Hose fittings are universally used for connecting the ends of fluid conveying lines to their associated accessories for fluid delivery, control or operation in pneumatic and/or liquid applications and under widely varying chemical environments. Such fittings fall into two general categories, original equipment fittings and reusable fittings. In the former category, the hose, together with the fittings, is assembled as a unit by the manufacturer. Because of the product volume associated therewith, sophisticated and expensive tooling may be used to provide economical manufacturing costs. Through automated stripping and crimping operations, the fitting is integrally assembled to a precut length of tubing to form an assembled unit. Such hose assemblies however, are expensive to maintain in service. Should any of the fluid line components fail, the entire hose line must be replaced, even though only one of the components may be non-functional. Because of the production techniques, the other parts cannot be salvaged and reused. In order to maintain production, a large inventory of such assemblies must be carried by the user to minimize the equipment downtime. These problems have been significantly overcome through the adoption of reusable fittings. Upon failure of the original equipment, a new hose assembly is constructed from hose cut to length from a bulk inventory of hose. Reusable fittings are connected to the ends of the hose line to form the replacement assembly. Thereafter, should any of the components fail in service, only the defective part needs to be replaced. Inasmuch as the predominant failure is at the hose, the reusable fittings constitute an in-service inventory of parts such that only the replacement hose must be carried in inventory leading the economical purchase of bulk hose cut to length on an as-required basis. The fittings are salvaged and reused in the replacement assembly. Significant savings thus result, often up to 70% of the cost of the pre-assembly hose lines. Thus, reusable fittings secure a significant market penetration.
Reusable fittings, however, also have constraints in competing with high quality assembled units. They must provide similar performance thus requiring precision machining and accurate assembly. They also must be readily disassembled, without sacrifice of the fitting, and reassembled with a minimum of equipment shutdown.
Replacement hose lines requir removal of the entire line from the accessories for disassembly of the fittings and the hose. In a conventional reusable fitting, reassembly requires cutting a replacement hose to the desired length and preparing the hose ends by stripping or skivving the outer covering. The fitting includes an external socket which is clamped in a vise and the skived hose end is inserted into one end thereof. A nipple is then screwed into the other end of the socket and the hose to complete the assembly. To avoid distorting the nipple during assembly, a mandrel is oftentimes required. Because the fittings are integral with the hose, adapter fittings are required to avoid twisting of the hose during connection to the accessories to thereby prevent separation of the wall plies with a consequent loss of strength.

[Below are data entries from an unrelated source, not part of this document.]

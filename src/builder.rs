//! Builder pattern for constructing a service logger.
//!
//! This module provides a convenient builder API for configuring a
//! [`Logger`] in a single chain of method calls, including output
//! redirection and extra hooks that a plain [`Config`] cannot express.
//!
//! # Example
//!
//! ```rust,no_run
//! use svclog::Log;
//!
//! let logger = svclog::builder("billing")
//!     .with_environment("production")
//!     .with_level("debug")
//!     .with_default_field("region", "eu-west-1")
//!     .init();
//!
//! logger.info("started");
//! ```

use serde_json::Value;
use tracing_subscriber::fmt::MakeWriter;

use crate::logger::configure;
use crate::{Backend, Config, Hook, Logger, Result};

/// A builder for configuring and constructing a [`Logger`].
pub struct LoggerBuilder {
    config: Config,
    backend: Box<dyn FnOnce(Backend) -> Backend>,
}

impl LoggerBuilder {
    /// Create a new LoggerBuilder for `service_name` with default configuration.
    pub fn new(service_name: impl Into<String>) -> Self {
        Self::from_config(Config::new(service_name))
    }

    /// Create a LoggerBuilder from an existing configuration.
    pub fn from_config(config: Config) -> Self {
        Self {
            config,
            backend: Box::new(|backend| backend),
        }
    }

    /// Set the environment name ("production" selects JSON output).
    pub fn with_environment(mut self, environment: impl Into<String>) -> Self {
        self.config = self.config.with_environment(environment);
        self
    }

    /// Set the log level (e.g., "trace", "debug", "info", "warn", "error").
    pub fn with_level(mut self, level: impl Into<String>) -> Self {
        self.config = self.config.with_level(level);
        self
    }

    /// Ship records to a Logstash TCP input.
    pub fn with_logstash(mut self, server: impl Into<String>, port: impl Into<String>) -> Self {
        self.config = self.config.with_logstash(server, port);
        self
    }

    /// Add a field attached to every line.
    pub fn with_default_field(mut self, key: impl Into<String>, value: impl Into<Value>) -> Self {
        self.config = self.config.with_default_field(key, value);
        self
    }

    /// Write lines to `writer` instead of stderr.
    pub fn with_writer<W>(self, writer: W) -> Self
    where
        W: for<'a> MakeWriter<'a> + Send + Sync + 'static,
    {
        self.map_backend(move |backend| backend.with_writer(writer))
    }

    /// Register an additional hook, fired after the Logstash hook.
    pub fn with_hook(self, hook: impl Hook + 'static) -> Self {
        self.map_backend(move |backend| backend.with_hook(Box::new(hook)))
    }

    fn map_backend<F>(mut self, f: F) -> Self
    where
        F: FnOnce(Backend) -> Backend + 'static,
    {
        let previous = self.backend;
        self.backend = Box::new(move |backend| f(previous(backend)));
        self
    }

    /// Get the current configuration without constructing.
    pub fn build(self) -> Config {
        self.config
    }

    /// Construct the logger.
    ///
    /// # Errors
    ///
    /// Returns an error if the service name is blank.
    pub fn try_init(self) -> Result<Logger> {
        self.config.validate()?;
        let backend = (self.backend)(configure(&self.config));
        Ok(Logger::from_backend(&self.config, backend))
    }

    /// Construct the logger, exiting the process if the service name is blank.
    pub fn init(self) -> Logger {
        match self.try_init() {
            Ok(logger) => logger,
            Err(e) => {
                eprintln!("{}", e);
                std::process::exit(1)
            }
        }
    }
}

impl std::fmt::Debug for LoggerBuilder {
    fn fmt(&self, f: &mut std::fmt::Formatter<'_>) -> std::fmt::Result {
        f.debug_struct("LoggerBuilder")
            .field("config", &self.config)
            .finish_non_exhaustive()
    }
}
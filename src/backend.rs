//! The configured engine behind a [`Logger`](crate::Logger).

use std::fmt;
use std::io::Write;

use tracing_subscriber::fmt::MakeWriter;
use tracing_subscriber::fmt::writer::BoxMakeWriter;

use crate::{Formatter, Level, Record, Result};

/// A side-channel sink that sees every enabled record.
pub trait Hook: Send + Sync {
    /// Short name used in diagnostics.
    fn name(&self) -> &str;

    /// Levels this hook wants. Defaults to all of them.
    fn levels(&self) -> &[Level] {
        &Level::ALL
    }

    fn fire(&self, record: &Record) -> Result<()>;
}

/// Level, format, writer and hooks, fixed at construction and shared by
/// every logger view derived from it.
pub struct Backend {
    level: Level,
    formatter: Formatter,
    writer: BoxMakeWriter,
    hooks: Vec<Box<dyn Hook>>,
}

impl Backend {
    /// A backend writing to stderr with no hooks.
    pub fn new(level: Level, formatter: Formatter) -> Self {
        Self {
            level,
            formatter,
            writer: BoxMakeWriter::new(std::io::stderr),
            hooks: Vec::new(),
        }
    }

    /// Send output to `writer` instead of stderr.
    pub fn with_writer<W>(mut self, writer: W) -> Self
    where
        W: for<'a> MakeWriter<'a> + Send + Sync + 'static,
    {
        self.writer = BoxMakeWriter::new(writer);
        self
    }

    /// Register `hook`; hooks fire in registration order.
    pub fn with_hook(mut self, hook: Box<dyn Hook>) -> Self {
        self.hooks.push(hook);
        self
    }

    /// Minimum level emitted.
    pub fn level(&self) -> Level {
        self.level
    }

    /// Line format used for local output.
    pub fn formatter(&self) -> Formatter {
        self.formatter
    }

    /// Installed hooks, in firing order.
    pub fn hooks(&self) -> &[Box<dyn Hook>] {
        &self.hooks
    }

    /// Fatal and panic always pass; everything else is checked against the
    /// configured minimum.
    pub fn enabled(&self, level: Level) -> bool {
        level >= Level::Fatal || level.is_enabled_for(self.level)
    }

    /// Fire hooks, then write one formatted line. Failures go to stderr.
    pub fn emit(&self, record: &Record) {
        if !self.enabled(record.level) {
            return;
        }

        for hook in &self.hooks {
            if !hook.levels().contains(&record.level) {
                continue;
            }
            if let Err(e) = hook.fire(record) {
                eprintln!("Failed to fire hook {}: {}", hook.name(), e);
            }
        }

        let mut buf = Vec::with_capacity(256);
        self.formatter.format(record, &mut buf);
        let mut writer = self.writer.make_writer();
        if let Err(e) = writer.write_all(&buf) {
            eprintln!("Failed to write to log, {}", e);
        }
    }
}

impl fmt::Debug for Backend {
    fn fmt(&self, f: &mut fmt::Formatter<'_>) -> fmt::Result {
        f.debug_struct("Backend")
            .field("level", &self.level)
            .field("formatter", &self.formatter)
            .field(
                "hooks",
                &self.hooks.iter().map(|h| h.name()).collect::<Vec<_>>(),
            )
            .finish()
    }
}
//! Point cloud with a parallel per-point scalar field

use crate::point::Point3d;
use serde::{Deserialize, Serialize};

/// An append-only point cloud where every point carries one scalar sample
///
/// Points and scalars are stored in parallel vectors and always have the
/// same length. Existing entries are never mutated; only [`clear`] removes
/// them, and it removes all of them.
///
/// [`clear`]: ScalarPointCloud::clear
#[derive(Debug, Clone, Default, PartialEq, Serialize, Deserialize)]
pub struct ScalarPointCloud {
    points: Vec<Point3d>,
    scalars: Vec<f64>,
}

impl ScalarPointCloud {
    /// Create a new empty point cloud
    pub fn new() -> Self {
        Self::default()
    }

    /// Create a new point cloud with specified capacity
    pub fn with_capacity(capacity: usize) -> Self {
        Self {
            points: Vec::with_capacity(capacity),
            scalars: Vec::with_capacity(capacity),
        }
    }

    /// Get the number of points in the cloud
    pub fn len(&self) -> usize {
        self.points.len()
    }

    /// Check if the point cloud is empty
    pub fn is_empty(&self) -> bool {
        self.points.is_empty()
    }

    /// Append a point and its scalar sample
    pub fn push(&mut self, point: Point3d, scalar: f64) {
        self.points.push(point);
        self.scalars.push(scalar);
    }

    /// Point at `index`, in insertion order
    pub fn point(&self, index: usize) -> Option<&Point3d> {
        self.points.get(index)
    }

    /// Scalar sample at `index`, in insertion order
    pub fn scalar(&self, index: usize) -> Option<f64> {
        self.scalars.get(index).copied()
    }

    pub fn points(&self) -> &[Point3d] {
        &self.points
    }

    pub fn scalars(&self) -> &[f64] {
        &self.scalars
    }

    /// Iterate over `(point, scalar)` pairs
    pub fn iter(&self) -> impl Iterator<Item = (&Point3d, f64)> + '_ {
        self.points.iter().zip(self.scalars.iter().copied())
    }

    /// Minimum and maximum finite scalar, or `None` if there is none
    pub fn scalar_extent(&self) -> Option<(f64, f64)> {
        let mut iter = self.scalars.iter().copied().filter(|s| s.is_finite());
        let first = iter.next()?;
        Some(iter.fold((first, first), |(lo, hi), s| (lo.min(s), hi.max(s))))
    }

    /// Clear all points from the cloud
    pub fn clear(&mut self) {
        self.points.clear();
        self.scalars.clear();
    }

    /// Reserve capacity for additional points
    pub fn reserve(&mut self, additional: usize) {
        self.points.reserve(additional);
        self.scalars.reserve(additional);
    }
}

impl Extend<(Point3d, f64)> for ScalarPointCloud {
    fn extend<I: IntoIterator<Item = (Point3d, f64)>>(&mut self, iter: I) {
        for (point, scalar) in iter {
            self.push(point, scalar);
        }
    }
}

impl FromIterator<(Point3d, f64)> for ScalarPointCloud {
    fn from_iter<I: IntoIterator<Item = (Point3d, f64)>>(iter: I) -> Self {
        let mut cloud = Self::new();
        cloud.extend(iter);
        cloud
    }
}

The requirements of complete disassembly of the fittings for repair, the special tools and need for adaptive connectors increase the time and cost of repair.
Segmented reusable fittings have been used for inline flanged couplings using large diameter, substantially high pressure hoses. Such segmented reusable fittings have advantages in that they reduce end preparation and provide high compressive loadings at the nipple hose interface. However, they are disadvantageous in that complete removal is required for repair. Moreover, the segments must be accurately circumferentially aligned to provide uniform compression of the hose and to prevent distortion of the nipple. This can only be achieved by vertical assembly. Thereafter, by means of an expensive assembly tool, the segments are compressed and a retaining band inserted over the compressed segment and the assembly tool removed. It has been proposed in U.S. Pat. No. 2,880,020 to use wedge-shaped segments and the coupling flange to generate the compressive force on the segments thereby reducing the need for the need for complex assembly tools. However, such a coupling also requires complete disassembly from the line, vertical and manual orientation of the segments and a supplemental drawing plate and bolts which are tightened to slide the flange over the segments to the assembled position. The flange and draw bolts removed and the fitting and hose sub-assembly are then coupled in line at a mating flange.